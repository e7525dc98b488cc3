use super::{AuxiliarySlot, DefinitionNode};
use crate::error::DefinitionError;
use crate::path::normalize;
use ahash::AHashMap;
use itertools::Itertools;
use std::fmt;
use std::ops::{Index, IndexMut};
use tracing::debug;

/// Handle of a definition inside a `DefinitionTree`.
#[derive(Debug, Clone, Copy, PartialEq, Eq, Hash, PartialOrd, Ord)]
pub struct DefinitionId(pub(crate) usize);

impl DefinitionId {
    pub fn index(self) -> usize {
        self.0
    }
}

impl fmt::Display for DefinitionId {
    fn fmt(&self, f: &mut fmt::Formatter<'_>) -> fmt::Result {
        write!(f, "#{}", self.0)
    }
}

/// Arena holding a forest of definitions.
///
/// Ownership flows downward only: a container owns its children and its
/// auxiliary sub-definitions; the `parent` link is a plain handle used for
/// path inheritance and bundle lookup. Removed slots are never reused, so a
/// stale `DefinitionId` can be detected with [`DefinitionTree::contains`].
#[derive(Debug, Clone, Default)]
pub struct DefinitionTree {
    nodes: Vec<Option<DefinitionNode>>,
}

impl DefinitionTree {
    pub fn new() -> Self {
        Self::default()
    }

    /// Adds an unparented definition.
    pub fn insert(&mut self, node: DefinitionNode) -> DefinitionId {
        let id = DefinitionId(self.nodes.len());
        self.nodes.push(Some(node));
        id
    }

    pub fn get(&self, id: DefinitionId) -> Option<&DefinitionNode> {
        self.nodes.get(id.0).and_then(Option::as_ref)
    }

    pub fn get_mut(&mut self, id: DefinitionId) -> Option<&mut DefinitionNode> {
        self.nodes.get_mut(id.0).and_then(Option::as_mut)
    }

    pub fn contains(&self, id: DefinitionId) -> bool {
        self.get(id).is_some()
    }

    /// Number of live definitions.
    pub fn len(&self) -> usize {
        self.nodes.iter().flatten().count()
    }

    pub fn is_empty(&self) -> bool {
        self.len() == 0
    }

    /// Live definitions in insertion order.
    pub fn ids(&self) -> impl Iterator<Item = DefinitionId> + '_ {
        self.nodes
            .iter()
            .enumerate()
            .filter(|(_, slot)| slot.is_some())
            .map(|(i, _)| DefinitionId(i))
    }

    /// The first unparented definition.
    pub fn root(&self) -> Option<DefinitionId> {
        self.ids().find(|id| self[*id].parent.is_none())
    }

    pub fn parent(&self, id: DefinitionId) -> Option<DefinitionId> {
        self[id].parent
    }

    pub fn children(&self, id: DefinitionId) -> &[DefinitionId] {
        &self[id].children
    }

    pub fn data_path(&self, id: DefinitionId) -> &str {
        &self[id].data_path
    }

    pub fn normalized_paths(&self, id: DefinitionId) -> &[String] {
        &self[id].normalized_paths
    }

    fn check(&self, id: DefinitionId) -> Result<(), DefinitionError> {
        if self.contains(id) {
            Ok(())
        } else {
            Err(DefinitionError::UnknownDefinition(id.0))
        }
    }

    /// `id` followed by each of its ancestors up to the root.
    pub fn lineage(&self, id: DefinitionId) -> impl Iterator<Item = DefinitionId> + '_ {
        std::iter::successors(Some(id), move |current| {
            self.get(*current).and_then(|node| node.parent)
        })
    }

    /// Children followed by occupied auxiliary slots.
    pub fn owned(&self, id: DefinitionId) -> Vec<DefinitionId> {
        let node = &self[id];
        node.children
            .iter()
            .copied()
            .chain(node.kind.auxiliaries().into_iter().map(|(_, aux)| aux))
            .collect()
    }

    /// Pre-order walk over `id` and everything it owns.
    pub fn subtree(&self, id: DefinitionId) -> Vec<DefinitionId> {
        let mut order = Vec::new();
        let mut stack = vec![id];
        while let Some(current) = stack.pop() {
            order.push(current);
            stack.extend(self.owned(current).into_iter().rev());
        }
        order
    }

    /// Records `parent` as the owner of `child` and normalizes the child's
    /// paths against it. Setting the same parent again is a no-op; a different
    /// parent is rejected.
    pub fn set_parent(
        &mut self,
        child: DefinitionId,
        parent: DefinitionId,
    ) -> Result<(), DefinitionError> {
        self.check(child)?;
        self.check(parent)?;
        match self[child].parent {
            Some(current) if current == parent => return Ok(()),
            Some(current) => {
                return Err(DefinitionError::AlreadyParented {
                    child: child.0,
                    current: current.0,
                    requested: parent.0,
                });
            }
            None => {}
        }
        if !self[parent].kind.is_container() {
            return Err(DefinitionError::NotAContainer(parent.0));
        }
        self.reject_cycle(child, parent)?;

        self[child].parent = Some(parent);
        self[parent].children.push(child);
        self.renormalize(child);
        Ok(())
    }

    /// Installs `child` into an auxiliary slot of `owner`. A previous
    /// occupant of the slot is removed from the tree.
    pub fn attach_auxiliary(
        &mut self,
        owner: DefinitionId,
        slot: AuxiliarySlot,
        child: DefinitionId,
    ) -> Result<(), DefinitionError> {
        self.check(owner)?;
        self.check(child)?;
        if let Some(current) = self[child].parent {
            return Err(DefinitionError::AlreadyParented {
                child: child.0,
                current: current.0,
                requested: owner.0,
            });
        }
        self.reject_cycle(child, owner)?;

        let previous = match self[owner].kind.auxiliary_mut(slot) {
            Some(occupant) => occupant.replace(child),
            None => {
                return Err(DefinitionError::InvalidAuxiliarySlot {
                    owner: owner.0,
                    slot: slot.name().to_string(),
                });
            }
        };
        if let Some(previous) = previous {
            self.free(previous);
        }

        self[child].parent = Some(owner);
        self.renormalize(child);
        Ok(())
    }

    fn reject_cycle(
        &self,
        child: DefinitionId,
        parent: DefinitionId,
    ) -> Result<(), DefinitionError> {
        if self.lineage(parent).any(|ancestor| ancestor == child) {
            Err(DefinitionError::CyclicParent {
                child: child.0,
                parent: parent.0,
            })
        } else {
            Ok(())
        }
    }

    /// Replaces the raw data path of `id` and re-normalizes its subtree.
    pub fn set_data_path(&mut self, id: DefinitionId, data_path: impl Into<String>) {
        self[id].data_path = data_path.into();
        self.renormalize(id);
    }

    /// Recomputes normalized paths for `id` and then for everything it owns,
    /// parents first.
    pub(crate) fn renormalize(&mut self, id: DefinitionId) {
        for current in self.subtree(id) {
            let parent_path = self[current]
                .parent
                .and_then(|parent| self[parent].normalized_paths.first().cloned());
            let node = &self[current];
            let normalized = normalize(&node.data_path, parent_path.as_deref());
            debug!(
                definition = %current,
                data_path = %node.data_path,
                normalized = %normalized.iter().join(","),
                "Normalized data path"
            );
            self[current].normalized_paths = normalized;
        }
    }

    /// Detaches `id` from its owner and drops it together with everything it
    /// owns.
    pub fn remove_subtree(&mut self, id: DefinitionId) {
        if !self.contains(id) {
            return;
        }
        if let Some(parent) = self[id].parent {
            let owner = &mut self[parent];
            owner.children.retain(|child| *child != id);
            for slot in owner.kind.tag().auxiliary_slots() {
                if let Some(occupant) = owner.kind.auxiliary_mut(*slot) {
                    if *occupant == Some(id) {
                        *occupant = None;
                    }
                }
            }
        }
        self.free(id);
    }

    fn free(&mut self, id: DefinitionId) {
        for dropped in self.subtree(id) {
            self.nodes[dropped.0] = None;
        }
    }

    /// Copies the subtree rooted at `source_root` of `source` into this
    /// arena, unparented. Returns the id of the copied root.
    pub(crate) fn import(
        &mut self,
        source: &DefinitionTree,
        source_root: DefinitionId,
    ) -> DefinitionId {
        let mut remap: AHashMap<DefinitionId, DefinitionId> = AHashMap::new();
        let order = source.subtree(source_root);
        for old in &order {
            let new = self.insert(source[*old].clone());
            remap.insert(*old, new);
        }

        for old in &order {
            let new = remap[old];
            let node = &mut self[new];
            node.parent = if *old == source_root {
                None
            } else {
                node.parent.and_then(|p| remap.get(&p).copied())
            };
            node.children = node
                .children
                .iter()
                .filter_map(|c| remap.get(c).copied())
                .collect();
            for slot in node.kind.tag().auxiliary_slots() {
                if let Some(occupant) = node.kind.auxiliary_mut(*slot) {
                    *occupant = occupant.and_then(|aux| remap.get(&aux).copied());
                }
            }
        }
        remap[&source_root]
    }

    /// Moves the root of `other` under `parent` as its last child.
    ///
    /// The grafted subtree is re-normalized against `parent` and receives the
    /// parent's observer, if one is set.
    pub fn graft(
        &mut self,
        parent: DefinitionId,
        other: &DefinitionTree,
    ) -> Result<DefinitionId, DefinitionError> {
        self.check(parent)?;
        if !self[parent].kind.is_container() {
            return Err(DefinitionError::NotAContainer(parent.0));
        }
        let Some(source_root) = other.root() else {
            return Err(DefinitionError::ConversionError(
                "cannot graft an empty definition tree".to_string(),
            ));
        };
        let grafted = self.import(other, source_root);
        self.set_parent(grafted, parent)?;
        if let Some(observer) = self[parent].observer.clone() {
            self.set_observer(grafted, observer);
        }
        Ok(grafted)
    }

    /// Drops every child of `container` and grafts `replacements` in their
    /// place, in order.
    pub fn replace_children(
        &mut self,
        container: DefinitionId,
        replacements: &[DefinitionTree],
    ) -> Result<Vec<DefinitionId>, DefinitionError> {
        self.check(container)?;
        if !self[container].kind.is_container() {
            return Err(DefinitionError::NotAContainer(container.0));
        }
        for child in self[container].children.clone() {
            self.remove_subtree(child);
        }
        replacements
            .iter()
            .map(|replacement| self.graft(container, replacement))
            .collect()
    }

    /// Standalone copy of the subtree at `id`.
    ///
    /// The copied root keeps its absolute paths as its data path, so the
    /// snapshot resolves the same way without its original ancestors.
    /// Observers and resolution bundles stay behind; a snapshot never nests
    /// earlier snapshots.
    pub fn extract(&self, id: DefinitionId) -> DefinitionTree {
        let mut snapshot = DefinitionTree::new();
        let root = snapshot.import(self, id);
        for node in snapshot.nodes.iter_mut().flatten() {
            node.observer = None;
            node.resolution_bundle = None;
        }
        let node = &mut snapshot[root];
        if node.has_data_path() {
            node.data_path = node.normalized_paths.join(",");
        }
        snapshot
    }

    /// The key of `id`, or its position from the root (`/`, `/2`,
    /// `/2/header/0`) when it has none.
    pub fn identity(&self, id: DefinitionId) -> String {
        if let Some(key) = self[id].key.as_ref().filter(|k| !k.is_empty()) {
            return key.clone();
        }

        let mut segments = Vec::new();
        let mut current = id;
        while let Some(parent) = self[current].parent {
            let owner = &self[parent];
            let segment = match owner.children.iter().position(|c| *c == current) {
                Some(position) => position.to_string(),
                None => owner
                    .kind
                    .auxiliaries()
                    .into_iter()
                    .find(|(_, aux)| *aux == current)
                    .map(|(slot, _)| slot.name().to_string())
                    .unwrap_or_default(),
            };
            segments.push(segment);
            current = parent;
        }
        format!("/{}", segments.iter().rev().join("/"))
    }
}

impl Index<DefinitionId> for DefinitionTree {
    type Output = DefinitionNode;

    /// # Panics
    ///
    /// Panics if `id` was removed or belongs to another tree.
    fn index(&self, id: DefinitionId) -> &DefinitionNode {
        match self.get(id) {
            Some(node) => node,
            None => panic!("definition {} is not part of this tree", id),
        }
    }
}

impl IndexMut<DefinitionId> for DefinitionTree {
    fn index_mut(&mut self, id: DefinitionId) -> &mut DefinitionNode {
        match self.get_mut(id) {
            Some(node) => node,
            None => panic!("definition {} is not part of this tree", id),
        }
    }
}
use crate::data::{DataSlot, Value};
use crate::definition::{AuxiliarySlot, DefinitionId, DefinitionKind, DefinitionTree, KindTag};
use ahash::AHashMap;
use tracing::debug;

/// Built-in check run for every definition of a kind.
pub type KindValidator = fn(&DefinitionTree, DefinitionId, &[DataSlot]) -> Option<String>;

/// A rejected value.
#[derive(Debug, Clone, PartialEq, Eq)]
pub struct ValidationIssue {
    /// Identity of the definition that failed.
    pub definition: String,
    pub message: String,
}

/// Dispatch table from definition kind to its built-in validators.
pub struct ValidatorRegistry {
    table: AHashMap<KindTag, Vec<KindValidator>>,
}

impl ValidatorRegistry {
    /// A registry with no validators at all.
    pub fn empty() -> Self {
        Self {
            table: AHashMap::new(),
        }
    }

    pub fn with_validator(mut self, kind: KindTag, validator: KindValidator) -> Self {
        self.table.entry(kind).or_default().push(validator);
        self
    }

    pub fn validators_for(&self, kind: KindTag) -> &[KindValidator] {
        self.table.get(&kind).map(Vec::as_slice).unwrap_or(&[])
    }
}

impl Default for ValidatorRegistry {
    fn default() -> Self {
        Self::empty()
            .with_validator(KindTag::Input, required_value)
            .with_validator(KindTag::Dropdown, required_value)
            .with_validator(KindTag::Dropdown, listed_value)
            .with_validator(KindTag::Checkbox, boolean_value)
    }
}

fn required_value(tree: &DefinitionTree, id: DefinitionId, data: &[DataSlot]) -> Option<String> {
    let required = matches!(
        tree[id].kind,
        DefinitionKind::Input { required: true, .. }
            | DefinitionKind::Dropdown { required: true, .. }
    );
    (required && tree.resolve_data_for_first_path(id, data).is_empty())
        .then(|| "A value is required".to_string())
}

fn boolean_value(tree: &DefinitionTree, id: DefinitionId, data: &[DataSlot]) -> Option<String> {
    match tree.resolve_data_for_first_path(id, data).to_value() {
        Value::Bool(_) | Value::Undefined | Value::Null => None,
        other => Some(format!("Expected a boolean, found {}", other)),
    }
}

/// A dropdown value must appear among its possible values, either directly
/// or as the `value` member of an entry.
fn listed_value(tree: &DefinitionTree, id: DefinitionId, data: &[DataSlot]) -> Option<String> {
    let holder = tree[id].kind.auxiliary(AuxiliarySlot::PossibleValues)?;
    let Value::Array(options) = tree.resolve_data_for_first_path(holder, data).to_value() else {
        return None;
    };
    let value = tree.resolve_data_for_first_path(id, data).to_value();
    if value.is_nullish() {
        return None;
    }
    let listed = options.iter().any(|option| match option {
        Value::Object(entry) => entry.get("value") == Some(&value),
        plain => *plain == value,
    });
    (!listed).then(|| format!("{} is not one of the possible values", value))
}

impl DefinitionTree {
    /// Validates the visible part of the subtree at `id`.
    ///
    /// Kind validators come from `registry`; named validators listed on a
    /// definition are looked up through its observer and skipped when the
    /// observer does not know them.
    pub fn validate(
        &self,
        id: DefinitionId,
        data: &[DataSlot],
        registry: &ValidatorRegistry,
    ) -> Vec<ValidationIssue> {
        let mut issues = Vec::new();
        self.validate_into(id, data, registry, &mut issues);
        issues
    }

    fn validate_into(
        &self,
        id: DefinitionId,
        data: &[DataSlot],
        registry: &ValidatorRegistry,
        issues: &mut Vec<ValidationIssue>,
    ) {
        if self.is_hidden_for(id, data) {
            return;
        }
        let node = &self[id];

        let mut report = |message: String| {
            issues.push(ValidationIssue {
                definition: self.identity(id),
                message,
            })
        };
        for validator in registry.validators_for(node.kind.tag()) {
            if let Some(message) = validator(self, id, data) {
                report(message);
            }
        }
        if !node.validators.is_empty() {
            let value = self.resolve_data_for_first_path(id, data).to_value();
            for name in &node.validators {
                match self.validator(id, name) {
                    Some(validator) => {
                        if let Some(message) = validator(&value) {
                            report(message);
                        }
                    }
                    None => debug!(
                        definition = %self.identity(id),
                        validator = %name,
                        "Unknown validator skipped"
                    ),
                }
            }
        }

        let possible_values = node.kind.auxiliary(AuxiliarySlot::PossibleValues);
        for owned in self.owned(id) {
            if Some(owned) != possible_values {
                self.validate_into(owned, data, registry, issues);
            }
        }
    }
}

_ _ _ _ _ _ _

• [WHAT YOU WILL DO]
For the records above, state how many lines contain "against". Add nothing to the number.

• [RESPONSE BELOW]
2